Glucose-capped fisetin silver nanoparticles induced cytotoxicity and ferroptosis in breast cancer cells: A molecular perspective

Abstract

Breast cancer is a prevalent malignancy that poses a significant health threat globally among the women population. In this study, we sought to investigate the cytotoxic and apoptotic effects of glucose-capped fisetin silver nanoparticles (GF-Ag NPs) against the MDA-MB-231 breast cancer cell line. GF-Ag NPs were synthesized and characterized using UV–Vis spectroscopy, X-ray diffractometer, Transmission electron microscopy, Dynamic light scattering, and Photoluminescence. The UV–Vis spectroscopy showed a surface plasmon resonance peak at 432 nm corresponds to Ag. The X-ray diffractometer revealed face-centric cubic nanocrystallites indicating the reduction of Ag+ ions by glucose. Transmission electron microscopy revealed that the glucose-capped fisetin silver nanoparticles had a spherical structure with an average particle size of ∼55 ± 2 nm. The elemental composition analysis with Energy Dispersive X-Ray Analysis indicates 47.04 % of carbon, 3.48 % of oxygen, and 49.48 % of silver. The FT-IR spectra of GF-AG NPs when compared to spectra of fisetin, glucose, and fisetin Ag NPs revealed distinct peak shifts. Diving deeper into cell-based studies, we observed distinct morphological alterations in cells treated with glucose-capped fisetin silver nanoparticles, which included cell shrinkage, detachment, membrane blebbing, and distorted shape. Moreover, the MTT assay demonstrated a significant reduction in cell viability with an IC50 (half-maximal inhibitory concentration) of 11.275 ± 0.197 μg/mL. MDA-MB-231 cells treated with glucose-capped fisetin silver nanoparticles showed signs of apoptosis, decreased mitochondrial membrane potential, and elevated Reactive oxygen species (ROS) production.
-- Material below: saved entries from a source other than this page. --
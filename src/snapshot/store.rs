use std::fs;
use std::path::{Path, PathBuf};

use chrono::{DateTime, Utc};
use serde::de::DeserializeOwned;
use serde::{Deserialize, Serialize};
use thiserror::Error;
use tracing::info;

use crate::ownership::AddressMatch;
use crate::report::IncomeReport;
use crate::vault::Vault;

const VAULTS_FILE: &str = "vaults.json";
const REPORT_FILE: &str = "report.json";

#[derive(Debug, Error)]
pub enum SnapshotError {
    #[error("snapshot I/O failed for {path}: {source}")]
    Io {
        path: PathBuf,
        #[source]
        source: std::io::Error,
    },
    #[error("snapshot {path} is not valid JSON: {source}")]
    Format {
        path: PathBuf,
        #[source]
        source: serde_json::Error,
    },
    #[error("vault snapshot was saved for strategist {saved}, not {target}; run once without --cached")]
    StrategistMismatch { saved: String, target: String },
}

/// Filtered vaults saved after the ownership filter.
#[derive(Debug, Clone, Serialize, Deserialize, PartialEq)]
pub struct VaultSnapshot {
    pub saved_at: DateTime<Utc>,
    pub strategist: String,
    pub vaults: Vec<Vault>,
}

/// Final report, kept for offline replay.
#[derive(Debug, Clone, Serialize, Deserialize, PartialEq)]
pub struct ReportSnapshot {
    pub saved_at: DateTime<Utc>,
    pub strategist: String,
    pub fee_rate: f64,
    pub report: IncomeReport,
}

pub struct SnapshotStore {
    dir: PathBuf,
}

impl SnapshotStore {
    pub fn open(dir: &Path) -> Result<Self, SnapshotError> {
        fs::create_dir_all(dir).map_err(|source| SnapshotError::Io {
            path: dir.to_path_buf(),
            source,
        })?;
        Ok(Self {
            dir: dir.to_path_buf(),
        })
    }

    pub fn vaults_path(&self) -> PathBuf {
        self.dir.join(VAULTS_FILE)
    }

    pub fn report_path(&self) -> PathBuf {
        self.dir.join(REPORT_FILE)
    }

    pub fn save_vaults(&self, strategist: &str, vaults: &[Vault]) -> Result<(), SnapshotError> {
        let snapshot = VaultSnapshot {
            saved_at: Utc::now(),
            strategist: strategist.to_string(),
            vaults: vaults.to_vec(),
        };
        write_json(&self.vaults_path(), &snapshot)?;
        info!("saved {} vaults to {}", vaults.len(), self.vaults_path().display());
        Ok(())
    }

    /// `Ok(None)` when no snapshot has been written yet. A snapshot saved for
    /// another strategist is an error, compared with the same `mode` the
    /// ownership filter uses.
    pub fn load_vaults(
        &self,
        strategist: &str,
        mode: AddressMatch,
    ) -> Result<Option<VaultSnapshot>, SnapshotError> {
        let Some(snapshot) = read_json::<VaultSnapshot>(&self.vaults_path())? else {
            return Ok(None);
        };
        if !mode.matches(&snapshot.strategist, strategist) {
            return Err(SnapshotError::StrategistMismatch {
                saved: snapshot.strategist,
                target: strategist.to_string(),
            });
        }
        Ok(Some(snapshot))
    }

    pub fn save_report(
        &self,
        strategist: &str,
        fee_rate: f64,
        report: &IncomeReport,
    ) -> Result<(), SnapshotError> {
        let snapshot = ReportSnapshot {
            saved_at: Utc::now(),
            strategist: strategist.to_string(),
            fee_rate,
            report: report.clone(),
        };
        write_json(&self.report_path(), &snapshot)
    }

    pub fn load_report(&self) -> Result<Option<ReportSnapshot>, SnapshotError> {
        read_json(&self.report_path())
    }
}

fn write_json<T: Serialize>(path: &Path, value: &T) -> Result<(), SnapshotError> {
    let data = serde_json::to_vec_pretty(value).map_err(|source| SnapshotError::Format {
        path: path.to_path_buf(),
        source,
    })?;
    let tmp = path.with_extension("json.tmp");
    fs::write(&tmp, data)
        .and_then(|()| fs::rename(&tmp, path))
        .map_err(|source| SnapshotError::Io {
            path: path.to_path_buf(),
            source,
        })
}

fn read_json<T: DeserializeOwned>(path: &Path) -> Result<Option<T>, SnapshotError> {
    let data = match fs::read(path) {
        Ok(data) => data,
        Err(err) if err.kind() == std::io::ErrorKind::NotFound => return Ok(None),
        Err(source) => {
            return Err(SnapshotError::Io {
                path: path.to_path_buf(),
                source,
            })
        }
    };
    serde_json::from_slice(&data)
        .map(Some)
        .map_err(|source| SnapshotError::Format {
            path: path.to_path_buf(),
            source,
        })
}
use comfy_table::presets::UTF8_FULL;
use comfy_table::{Cell, CellAlignment, Color, ContentArrangement, Row, Table};

use crate::report::{ChainBucket, Earnings, IncomeReport};
use crate::vault::SkippedVault;

fn new_table() -> Table {
    let mut table = Table::new();
    table
        .load_preset(UTF8_FULL)
        .set_content_arrangement(ContentArrangement::Dynamic);
    table
}

fn usd(value: f64) -> String {
    format!("{value:.2}$")
}

fn kilo_usd(value: f64) -> String {
    format!("{:.2}k$", value / 1000.0)
}

fn percent(rate: f64) -> String {
    format!("{:.2}%", rate * 100.0)
}

fn money_cells(earnings: &Earnings) -> Vec<Cell> {
    [earnings.daily, earnings.weekly, earnings.monthly, earnings.yearly]
        .into_iter()
        .map(|v| Cell::new(usd(v)).set_alignment(CellAlignment::Right))
        .collect()
}

pub fn render_chain_table(bucket: &ChainBucket) -> String {
    let mut table = new_table();
    table.set_header(vec![
        "Vault", "TVL", "APR", "$/day", "$/week", "$/month", "$/year",
    ]);

    for vault in &bucket.vaults {
        let earnings = Earnings::from_yearly(vault.income.unwrap_or(0.0));
        let mut cells = vec![
            Cell::new(&vault.id),
            Cell::new(kilo_usd(vault.tvl.unwrap_or(0.0))).set_alignment(CellAlignment::Right),
            Cell::new(vault.apy.map(percent).unwrap_or_else(|| "-".to_string()))
                .set_alignment(CellAlignment::Right),
        ];
        cells.extend(money_cells(&earnings));
        table.add_row(Row::from(cells));
    }

    let mut total = vec![
        Cell::new(format!("total {}", bucket.chain)).fg(Color::Green),
        Cell::new(kilo_usd(bucket.tvl_total())).set_alignment(CellAlignment::Right),
        Cell::new(""),
    ];
    total.extend(money_cells(&bucket.earnings()));
    table.add_row(Row::from(total));
    table.to_string()
}

pub fn render_totals_table(report: &IncomeReport) -> String {
    let mut table = new_table();
    table.set_header(vec![
        "Chain", "Vaults", "TVL", "$/day", "$/week", "$/month", "$/year",
    ]);
    for bucket in &report.chains {
        let mut cells = vec![
            Cell::new(bucket.chain.to_string()),
            Cell::new(bucket.vaults.len()).set_alignment(CellAlignment::Right),
            Cell::new(kilo_usd(bucket.tvl_total())).set_alignment(CellAlignment::Right),
        ];
        cells.extend(money_cells(&bucket.earnings()));
        table.add_row(Row::from(cells));
    }
    let mut total = vec![
        Cell::new("All chains").fg(Color::Green),
        Cell::new(report.vault_count()).set_alignment(CellAlignment::Right),
        Cell::new(kilo_usd(report.grand_tvl())).set_alignment(CellAlignment::Right),
    ];
    total.extend(money_cells(&report.earnings()));
    table.add_row(Row::from(total));
    table.to_string()
}

pub fn render_skipped_table(skipped: &[SkippedVault]) -> String {
    let mut table = new_table();
    table.set_header(vec!["Vault", "Reason"]);
    for item in skipped {
        table.add_row(vec![
            Cell::new(&item.id),
            Cell::new(&item.reason).fg(Color::Yellow),
        ]);
    }
    table.to_string()
}

/// Full console report: one section per chain, then the totals.
pub fn render_report(report: &IncomeReport) -> String {
    let mut out = String::new();
    for bucket in &report.chains {
        out.push_str(&format!("{}:\n", bucket.chain));
        if bucket.is_empty() {
            out.push_str("  no vaults\n\n");
            continue;
        }
        out.push_str(&render_chain_table(bucket));
        out.push_str("\n\n");
    }
    out.push_str("Totals:\n");
    out.push_str(&render_totals_table(report));
    if !report.skipped.is_empty() {
        out.push_str("\n\nLeft out of totals:\n");
        out.push_str(&render_skipped_table(&report.skipped));
    }
    out
}

#[cfg(test)]
mod tests {
    use super::{kilo_usd, percent, render_report};
    use crate::group::group_by_chain;
    use crate::vault::{Vault, VaultStatus};

    #[test]
    fn formats_units_like_the_console_report() {
        assert_eq!(kilo_usd(100_000.0), "100.00k$");
        assert_eq!(percent(0.1), "10.00%");
    }

    #[test]
    fn report_lists_every_chain_and_grand_total() {
        let mut vault = Vault::new("glmr-usdc", "moonbeam", "0xAA", VaultStatus::Active);
        vault.apy = Some(0.1);
        vault.tvl = Some(100_000.0);
        vault.income = Some(50.0);
        let rendered = render_report(&group_by_chain(&[vault]));

        assert!(rendered.contains("Moonbeam:"));
        assert!(rendered.contains("glmr-usdc"));
        assert!(rendered.contains("50.00$"));
        assert!(rendered.contains("Polygon:\n  no vaults"));
        assert!(rendered.contains("All chains"));
        assert!(!rendered.contains("Left out of totals"));
    }
}
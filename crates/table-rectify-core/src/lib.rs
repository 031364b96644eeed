//! Core types and utilities for table rectification.
//!
//! This crate is intentionally small: color image views, binary masks,
//! 8-bit HSV, homogeneous lines and the planar homography. It knows nothing
//! about tables or felt; the detector lives in `table-rectify`.

mod color;
mod geometry;
mod homography;
mod image;
mod logger;

pub use color::{rgb_to_hsv, Hsv, HsvRange, HUE_MAX};
pub use geometry::{closed_perimeter, cross2, segments_intersect, signed_area, Line};
pub use homography::{homography_from_4pt, warp_perspective, Homography};
pub use image::{sample_bilinear, sample_bilinear_u8, ColorImage, ColorImageView, Mask, PixelLayout};

#[cfg(feature = "tracing")]
pub use logger::init_tracing;

pub use logger::{init_with_level, level_from_verbosity};
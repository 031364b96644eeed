//! Felt-color segmentation.

use crate::RectifyError;
use log::debug;
use table_rectify_core::{rgb_to_hsv, ColorImageView, HsvRange, Mask};

#[cfg(feature = "tracing")]
use tracing::instrument;

/// Reject views that cannot be interpreted as a 3-channel 8-bit image.
pub fn validate_image(image: &ColorImageView<'_>) -> Result<(), RectifyError> {
    if image.width == 0 || image.height == 0 {
        return Err(RectifyError::invalid_image(format!(
            "zero area ({}x{})",
            image.width, image.height
        )));
    }
    let expected = image.expected_len().ok_or_else(|| {
        RectifyError::invalid_image(format!(
            "dimensions overflow ({}x{})",
            image.width, image.height
        ))
    })?;
    if image.data.len() != expected {
        return Err(RectifyError::invalid_image(format!(
            "buffer length {} does not match {}x{}x3 = {}",
            image.data.len(),
            image.width,
            image.height,
            expected
        )));
    }
    Ok(())
}

/// Build a mask of the pixels whose HSV color lies inside `range` (inclusive
/// on all three channels). The mask has the image's dimensions.
#[cfg_attr(
    feature = "tracing",
    instrument(level = "debug", skip(image, range), fields(width = image.width, height = image.height))
)]
pub fn segment_color(image: &ColorImageView<'_>, range: &HsvRange) -> Result<Mask, RectifyError> {
    validate_image(image)?;

    let mut mask = Mask::new(image.width, image.height);
    for (dst, px) in mask.data.iter_mut().zip(image.data.chunks_exact(3)) {
        let rgb = image.layout.to_rgb([px[0], px[1], px[2]]);
        if range.contains(rgb_to_hsv(rgb)) {
            *dst = 255;
        }
    }

    debug!(
        "felt mask covers {} of {} pixels",
        mask.count(),
        image.width * image.height
    );
    Ok(mask)
}
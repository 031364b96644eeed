//! Helpers for `image` crate buffers.

use crate::{RectifiedTable, RectifyError, TableRectifier, TableRectifyParams};
use std::path::Path;
use table_rectify_core::{ColorImage, ColorImageView, PixelLayout};

#[cfg(feature = "tracing")]
use tracing::instrument;

/// Errors produced by the `image` helpers.
#[derive(thiserror::Error, Debug)]
pub enum DetectError {
    #[error("invalid RGB image buffer length (expected {expected} bytes, got {got})")]
    InvalidRgbBuffer { expected: usize, got: usize },

    #[error("invalid RGB image dimensions (width={width}, height={height})")]
    InvalidRgbDimensions { width: u64, height: u64 },

    #[error(transparent)]
    Image(#[from] ::image::ImageError),

    #[error(transparent)]
    Rectify(#[from] RectifyError),
}

/// Borrow an `image::RgbImage` as a core color view.
pub fn color_view(img: &::image::RgbImage) -> ColorImageView<'_> {
    ColorImageView::new(
        img.width() as usize,
        img.height() as usize,
        PixelLayout::Rgb8,
        img.as_raw(),
    )
}

/// Build an `image::RgbImage` from a raw interleaved RGB buffer.
pub fn rgb_image_from_slice(
    width: u32,
    height: u32,
    pixels: &[u8],
) -> Result<::image::RgbImage, DetectError> {
    let dims_err = || DetectError::InvalidRgbDimensions {
        width: width.into(),
        height: height.into(),
    };
    let expected = (width as usize)
        .checked_mul(height as usize)
        .and_then(|n| n.checked_mul(3))
        .ok_or_else(dims_err)?;
    if pixels.len() != expected {
        return Err(DetectError::InvalidRgbBuffer {
            expected,
            got: pixels.len(),
        });
    }
    ::image::RgbImage::from_raw(width, height, pixels.to_vec()).ok_or_else(dims_err)
}

/// Convert a core buffer into an `image::RgbImage`, swapping BGR input.
pub fn to_rgb_image(img: &ColorImage) -> Result<::image::RgbImage, DetectError> {
    let dims_err = || DetectError::InvalidRgbDimensions {
        width: img.width as u64,
        height: img.height as u64,
    };
    let width = u32::try_from(img.width).map_err(|_| dims_err())?;
    let height = u32::try_from(img.height).map_err(|_| dims_err())?;

    let data = match img.layout {
        PixelLayout::Rgb8 => img.data.clone(),
        PixelLayout::Bgr8 => img
            .data
            .chunks_exact(3)
            .flat_map(|px| [px[2], px[1], px[0]])
            .collect(),
    };
    rgb_image_from_slice(width, height, &data)
}

/// Decode any supported image file into RGB.
pub fn open_rgb(path: impl AsRef<Path>) -> Result<::image::RgbImage, DetectError> {
    Ok(::image::open(path)?.to_rgb8())
}

/// Detect and rectify the table in an `image::RgbImage`.
#[cfg_attr(
    feature = "tracing",
    instrument(level = "info", skip(img, params), fields(width = img.width(), height = img.height()))
)]
pub fn rectify_table_image(
    img: &::image::RgbImage,
    params: &TableRectifyParams,
) -> Result<(::image::RgbImage, RectifiedTable), DetectError> {
    let rectifier = TableRectifier::new(params.clone());
    let result = rectifier.rectify(&color_view(img))?;
    let out = to_rgb_image(&result.image)?;
    Ok((out, result))
}

/// Rectify a raw interleaved RGB buffer.
pub fn rectify_table_from_rgb_u8(
    width: u32,
    height: u32,
    pixels: &[u8],
    params: &TableRectifyParams,
) -> Result<(::image::RgbImage, RectifiedTable), DetectError> {
    let img = rgb_image_from_slice(width, height, pixels)?;
    rectify_table_image(&img, params)
}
Gene expression profiling was performed using reverse transcriptase polymerase chain reaction (RT-PCR). The gene expression analysis revealed an upregulation of SLC7A11, SLC40A1, NRF2F, NOX2, and NOX5 genes that are associated with various crucial cellular events. Our study highlights the potential of glucose-capped fisetin silver nanoparticles as a therapeutic agent for breast cancer treatment.